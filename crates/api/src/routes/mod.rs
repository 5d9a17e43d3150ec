//! Route tables.

pub mod health;

use axum::routing::{get, post};
use axum::Router;

use crate::handlers::playlists;
use crate::state::AppState;

/// All `/api/v1` routes.
pub fn api_routes() -> Router<AppState> {
    Router::new()
        .route("/playlists", get(playlists::list))
        .route("/playlists/analyze", post(playlists::analyze))
        .route("/playlists/{playlist_id}/dashboard", get(playlists::dashboard))
}
//! The extract/transform/load core.
//!
//! Shared by the batch orchestrator (`pulse-worker`) and the web front
//! end (`pulse-api`): normalization of raw playlist entries, batch
//! genre enrichment, the batch transformer, stage artifacts, and the
//! stage functions that wire them to the stores in `pulse-db`.

pub mod artifact;
pub mod enrich;
pub mod error;
pub mod normalize;
pub mod stages;
pub mod transform;

pub use error::EtlError;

________________

Task objective
Search the records for the word "error" and copy every line where it occurs.

Solution to the exercise
pub mod error;
pub use error::EtlError;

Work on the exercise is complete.